A new deal appeared close following months of indirect talks in Vienna after Mr Biden took office last year, but the lifting of Washington's terrorist designation on Iran's Islamic Revolutionary Guard Corps paramilitary appears to be a sticking point.

Gen Mark Milley, chairman of the US Joint Chiefs of Staff, told a congressional hearing on Thursday that he believed the Quds Force, the overseas operations arm of the IRGC, should not be dropped from the terrorist list.

Top US general: Iran's Quds Force should not be delisted as foreign terrorist organisation

Chairman of the Joint Chiefs of Staff General Mark Milley testifies during a Senate Armed Services Committee hearing on Capitol Hill in Washington, DC, April 7, 2022.  (Photo by SAUL LOEB  /  AFP)

Iranian President Ebrahim Raisi said on Saturday that his country would continue nuclear development activities regardless of whether a deal was reached or not.

“Our knowledge and technology in the nuclear field is not reversible.

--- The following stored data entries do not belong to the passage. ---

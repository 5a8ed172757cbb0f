use image::RgbImage;
use std::sync::Arc;
use tracing::{debug, info, warn};

use super::art_hash::{self, ArtHash};
use super::collaborators::{CardLookup, OcrEngine, SecondaryCapture};
use super::tile::Tile;
use crate::db::Database;
use crate::metrics;
use crate::models::CardIdentity;

/// Canonical form of OCR output used both for lookups and as the OCR cache key.
pub fn normalize_ocr_text(raw: &str) -> String {
    let replaced: String = raw
        .chars()
        .map(|c| match c {
            '\u{2018}' | '\u{2019}' => '\'',
            '\u{201C}' | '\u{201D}' => '"',
            '\u{2013}' | '\u{2014}' => '-',
            '\r' | '\n' => ' ',
            other => other,
        })
        .collect();
    replaced.split_whitespace().collect::<Vec<_>>().join(" ")
}

#[derive(Debug, Clone, Copy, PartialEq, Eq)]
pub enum IdentificationStage {
    OcrCache,
    PrimaryOcr,
    SecondaryOcr,
    ArtMatch,
}

impl IdentificationStage {
    pub fn as_str(&self) -> &'static str {
        match self {
            Self::OcrCache => "ocr_cache",
            Self::PrimaryOcr => "primary_ocr",
            Self::SecondaryOcr => "secondary_ocr",
            Self::ArtMatch => "art_match",
        }
    }
}

#[derive(Debug, Clone, PartialEq, Eq)]
pub struct Identification {
    pub identity: CardIdentity,
    pub stage: IdentificationStage,
}

/// Title OCR, then hover-preview OCR, then the nearest entry in the art
/// cache. Only art matches write to the art cache, so OCR hits never seed it.
/// Every failure falls through to the next stage; the cascade itself never
/// errors.
pub struct IdentificationCascade {
    db: Database,
    ocr: Arc<dyn OcrEngine>,
    lookup: Arc<dyn CardLookup>,
    secondary: Option<Arc<dyn SecondaryCapture>>,
    max_hash_distance: u32,
}

impl IdentificationCascade {
    pub fn new(
        db: Database,
        ocr: Arc<dyn OcrEngine>,
        lookup: Arc<dyn CardLookup>,
        max_hash_distance: u32,
    ) -> Self {
        Self {
            db,
            ocr,
            lookup,
            secondary: None,
            max_hash_distance,
        }
    }

    pub fn with_secondary_capture(mut self, capture: Arc<dyn SecondaryCapture>) -> Self {
        self.secondary = Some(capture);
        self
    }

    pub async fn identify(
        &self,
        frame: &RgbImage,
        tile: &Tile,
        allow_secondary: bool,
    ) -> Option<CardIdentity> {
        self.resolve(frame, tile, allow_secondary)
            .await
            .map(|found| found.identity)
    }

    /// Like [`identify`](Self::identify), but also reports which stage matched
    /// and records the outcome in metrics.
    pub async fn resolve(
        &self,
        frame: &RgbImage,
        tile: &Tile,
        allow_secondary: bool,
    ) -> Option<Identification> {
        let title = tile.title.crop(frame);
        let mut found = self
            .identify_by_text(title, IdentificationStage::PrimaryOcr)
            .await;

        if found.is_none() && allow_secondary {
            found = self.identify_by_hover(tile).await;
        }

        if found.is_none() {
            found = self.identify_by_art(tile.card.crop(frame)).await;
        }

        match &found {
            Some(hit) => {
                debug!("Tile at {:?} is {} via {}", tile.card, hit.identity.name, hit.stage.as_str());
                metrics::record_identified(hit.stage.as_str());
            }
            None => metrics::record_unidentified(),
        }
        found
    }

    async fn identify_by_text(
        &self,
        image: RgbImage,
        stage: IdentificationStage,
    ) -> Option<Identification> {
        let ocr = Arc::clone(&self.ocr);
        let raw = match tokio::task::spawn_blocking(move || ocr.read(&image)).await {
            Ok(Ok(raw)) => raw,
            Ok(Err(e)) => {
                warn!("OCR failed: {}", e);
                return None;
            }
            Err(e) => {
                warn!("OCR task panicked: {}", e);
                return None;
            }
        };

        let text = normalize_ocr_text(&raw);
        if text.is_empty() {
            return None;
        }

        match self.db.lookup_ocr_cache(&text).await {
            Ok(Some(identity)) => {
                return Some(Identification {
                    identity,
                    stage: IdentificationStage::OcrCache,
                })
            }
            Ok(None) => {}
            Err(e) => warn!("OCR cache read failed for {:?}: {}", text, e),
        }

        let lookup = Arc::clone(&self.lookup);
        let query = text.clone();
        let identity = match tokio::task::spawn_blocking(move || lookup.lookup(&query)).await {
            Ok(identity) => identity?,
            Err(e) => {
                warn!("Lookup task panicked: {}", e);
                return None;
            }
        };

        if let Err(e) = self.db.cache_ocr_identity(&text, &identity).await {
            warn!("Failed to cache OCR result for {:?}: {}", text, e);
        }
        info!("Read {:?} as {}", text, identity.name);
        Some(Identification { identity, stage })
    }

    async fn identify_by_hover(&self, tile: &Tile) -> Option<Identification> {
        let capture = Arc::clone(self.secondary.as_ref()?);
        let (x, y) = tile.card.center();
        let preview = match tokio::task::spawn_blocking(move || capture.capture_at(x, y)).await {
            Ok(Ok(preview)) => preview,
            Ok(Err(e)) => {
                warn!("Hover capture at ({}, {}) failed: {}", x, y, e);
                return None;
            }
            Err(e) => {
                warn!("Hover capture task panicked: {}", e);
                return None;
            }
        };
        self.identify_by_text(preview, IdentificationStage::SecondaryOcr)
            .await
    }

    async fn identify_by_art(&self, card: RgbImage) -> Option<Identification> {
        let hash = ArtHash::compute(&card)?;
        let entries = match self.db.art_cache_entries().await {
            Ok(entries) => entries,
            Err(e) => {
                warn!("Art cache read failed: {}", e);
                return None;
            }
        };

        let (identity, distance) = art_hash::nearest(&hash, &entries)?;
        if distance > self.max_hash_distance {
            debug!("Closest art for {} is {} bits away", hash, distance);
            return None;
        }
        let identity = identity.clone();

        if let Err(e) = self.db.cache_art_identity(&hash, &identity).await {
            warn!("Failed to cache art hash {}: {}", hash, e);
        }
        Some(Identification {
            identity,
            stage: IdentificationStage::ArtMatch,
        })
    }
}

Iran’s research in peaceful nuclear fields will not depend on others’ demands or viewpoints,” Mr Raisi said at a ceremony marking Iran’s national day of nuclear technology.

The head of Iran’s civilian Atomic Energy Organisation, Mohammad Eslami, said Iran planned to build a nuclear power plant with 360-megawatt capacity near the town of Darkhovin in oil-rich Khuzestan province in the south-west.

Iran’s only nuclear power plant, in the southern port city of Bushehr, which has 1,000 MW capacity, went online in 2011 with help from Russia.

The 2015 nuclear deal was intended to prevent Iran from developing atomic weapons, although Iran insists its programme is for peaceful purposes only.

Since the collapse of the agreement, it has gradually increased its uranium enrichment to 60 per cent purity, far above the cap of 3.67 per cent set by the accord and a step from the 90 per cent level required for weapons.